EXERCISE OBJECTIVE
Copy all the lines below without altering anything.

(Collected data entries)
+ + + + + + +

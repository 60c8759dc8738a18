use crate::core::error::{ReportError, Result};
use flate2::read::MultiGzDecoder;
use std::fs::File;
use std::io::{BufReader, Read};
use std::path::Path;

#[derive(Clone, Copy, Debug, Eq, PartialEq)]
pub enum InputKind {
    Plain,
    Gzip,
}

#[derive(Clone, Debug, PartialEq)]
pub struct Row {
    values: Vec<String>,
}

/// Delimited text as read from disk: trimmed header names plus rows of raw
/// string values, both in source order.
#[derive(Clone, Debug, PartialEq)]
pub struct Table {
    pub headers: Vec<String>,
    pub rows: Vec<Row>,
}

impl Table {
    pub fn column(&self, name: &str) -> Option<usize> {
        self.headers.iter().position(|h| h == name)
    }

    pub fn require(&self, name: &str) -> Result<usize> {
        self.column(name).ok_or_else(|| ReportError::MissingColumn {
            column: name.to_string(),
        })
    }

    pub fn value<'a>(&self, row: &'a Row, idx: usize) -> &'a str {
        row.values.get(idx).map(String::as_str).unwrap_or("")
    }
}

pub fn detect_input_kind(path: &Path) -> Result<InputKind> {
    if let Some(ext) = path.extension().and_then(|s| s.to_str()) {
        if ext.eq_ignore_ascii_case("gz") {
            return Ok(InputKind::Gzip);
        }
    }
    let mut file = open(path)?;
    let mut magic = [0u8; 2];
    let n = file.read(&mut magic)?;
    if n == 2 && magic == [0x1f, 0x8b] {
        Ok(InputKind::Gzip)
    } else {
        Ok(InputKind::Plain)
    }
}

/// Tab for `.tsv`/`.txt` (optionally gzipped), comma otherwise.
pub fn delimiter_for(path: &Path) -> u8 {
    let name = path
        .file_name()
        .and_then(|s| s.to_str())
        .unwrap_or("")
        .to_ascii_lowercase();
    let name = name.strip_suffix(".gz").unwrap_or(&name);
    if name.ends_with(".tsv") || name.ends_with(".txt") {
        b'\t'
    } else {
        b','
    }
}

pub fn load_table(path: &Path) -> Result<Table> {
    let kind = detect_input_kind(path)?;
    let file = open(path)?;
    let reader: Box<dyn Read> = match kind {
        InputKind::Plain => Box::new(BufReader::new(file)),
        InputKind::Gzip => Box::new(MultiGzDecoder::new(BufReader::new(file))),
    };
    read_table(reader, delimiter_for(path), path)
}

fn open(path: &Path) -> Result<File> {
    if !path.is_file() {
        return Err(ReportError::FileNotFound {
            path: path.to_path_buf(),
        });
    }
    Ok(File::open(path)?)
}

fn read_table<R: Read>(reader: R, delimiter: u8, path: &Path) -> Result<Table> {
    let parse_err = |e: csv::Error| ReportError::Parse {
        path: path.to_path_buf(),
        message: e.to_string(),
    };

    let mut rdr = csv::ReaderBuilder::new()
        .delimiter(delimiter)
        .has_headers(true)
        .from_reader(reader);

    let headers: Vec<String> = rdr
        .headers()
        .map_err(parse_err)?
        .iter()
        .map(|h| h.trim().to_string())
        .collect();
    if headers.iter().all(|h| h.is_empty()) {
        return Err(ReportError::Parse {
            path: path.to_path_buf(),
            message: "missing header row".to_string(),
        });
    }

    let mut rows = Vec::new();
    for rec in rdr.records() {
        let rec = rec.map_err(parse_err)?;
        rows.push(Row {
            values: rec.iter().map(|v| v.to_string()).collect(),
        });
    }
    Ok(Table { headers, rows })
}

+ + + + + + +

EXERCISE RESPONSE
repository 60c8759dc8738a18
use crate::core::error::{ReportError, Result};
use flate2::read::MultiGzDecoder;
use std::fs::File;
use std::io::{BufReader, Read};
use std::path::Path;

#[derive(Clone, Copy, Debug, Eq, PartialEq)]
pub enum InputKind {
    Plain,
    Gzip,
}

#[derive(Clone, Debug, PartialEq)]
pub struct Row {
    values: Vec<String>,
}

/// Delimited text as read from disk: trimmed header names plus rows of raw
/// string values, both in source order.
#[derive(Clone, Debug, PartialEq)]
pub struct Table {
    pub headers: Vec<String>,
    pub rows: Vec<Row>,
}

impl Table {
    pub fn column(&self, name: &str) -> Option<usize> {
        self.headers.iter().position(|h| h == name)
    }

    pub fn require(&self, name: &str) -> Result<usize> {
        self.column(name).ok_or_else(|| ReportError::MissingColumn {
            column: name.to_string(),
        })
    }

    pub fn value<'a>(&self, row: &'a Row, idx: usize) -> &'a str {
        row.values.get(idx).map(String::as_str).unwrap_or("")
    }
}

pub fn detect_input_kind(path: &Path) -> Result<InputKind> {
    if let Some(ext) = path.extension().and_then(|s| s.to_str()) {
        if ext.eq_ignore_ascii_case("gz") {
            return Ok(InputKind::Gzip);
        }
    }
    let mut file = open(path)?;
    let mut magic = [0u8; 2];
    let n = file.read(&mut magic)?;
    if n == 2 && magic == [0x1f, 0x8b] {
        Ok(InputKind::Gzip)
    } else {
        Ok(InputKind::Plain)
    }
}

/// Tab for `.tsv`/`.txt` (optionally gzipped), comma otherwise.
pub fn delimiter_for(path: &Path) -> u8 {
    let name = path
        .file_name()
        .and_then(|s| s.to_str())
        .unwrap_or("")
        .to_ascii_lowercase();
    let name = name.strip_suffix(".gz").unwrap_or(&name);
    if name.ends_with(".tsv") || name.ends_with(".txt") {
        b'\t'
    } else {
        b','
    }
}

pub fn load_table(path: &Path) -> Result<Table> {
    let kind = detect_input_kind(path)?;
    let file = open(path)?;
    let reader: Box<dyn Read> = match kind {
        InputKind::Plain => Box::new(BufReader::new(file)),
        InputKind::Gzip => Box::new(MultiGzDecoder::new(BufReader::new(file))),
    };
    read_table(reader, delimiter_for(path), path)
}

fn open(path: &Path) -> Result<File> {
    if !path.is_file() {
        return Err(ReportError::FileNotFound {
            path: path.to_path_buf(),
        });
    }
    Ok(File::open(path)?)
}

fn read_table<R: Read>(reader: R, delimiter: u8, path: &Path) -> Result<Table> {
    let parse_err = |e: csv::Error| ReportError::Parse {
        path: path.to_path_buf(),
        message: e.to_string(),
    };

    let mut rdr = csv::ReaderBuilder::new()
        .delimiter(delimiter)
        .has_headers(true)
        .from_reader(reader);

    let headers: Vec<String> = rdr
        .headers()
        .map_err(parse_err)?
        .iter()
        .map(|h| h.trim().to_string())
        .collect();
    if headers.iter().all(|h| h.is_empty()) {
        return Err(ReportError::Parse {
            path: path.to_path_buf(),
            message: "missing header row".to_string(),
        });
    }

    let mut rows = Vec::new();
    for rec in rdr.records() {
        let rec = rec.map_err(parse_err)?;
        rows.push(Row {
            values: rec.iter().map(|v| v.to_string()).collect(),
        });
    }
    Ok(Table { headers, rows })
}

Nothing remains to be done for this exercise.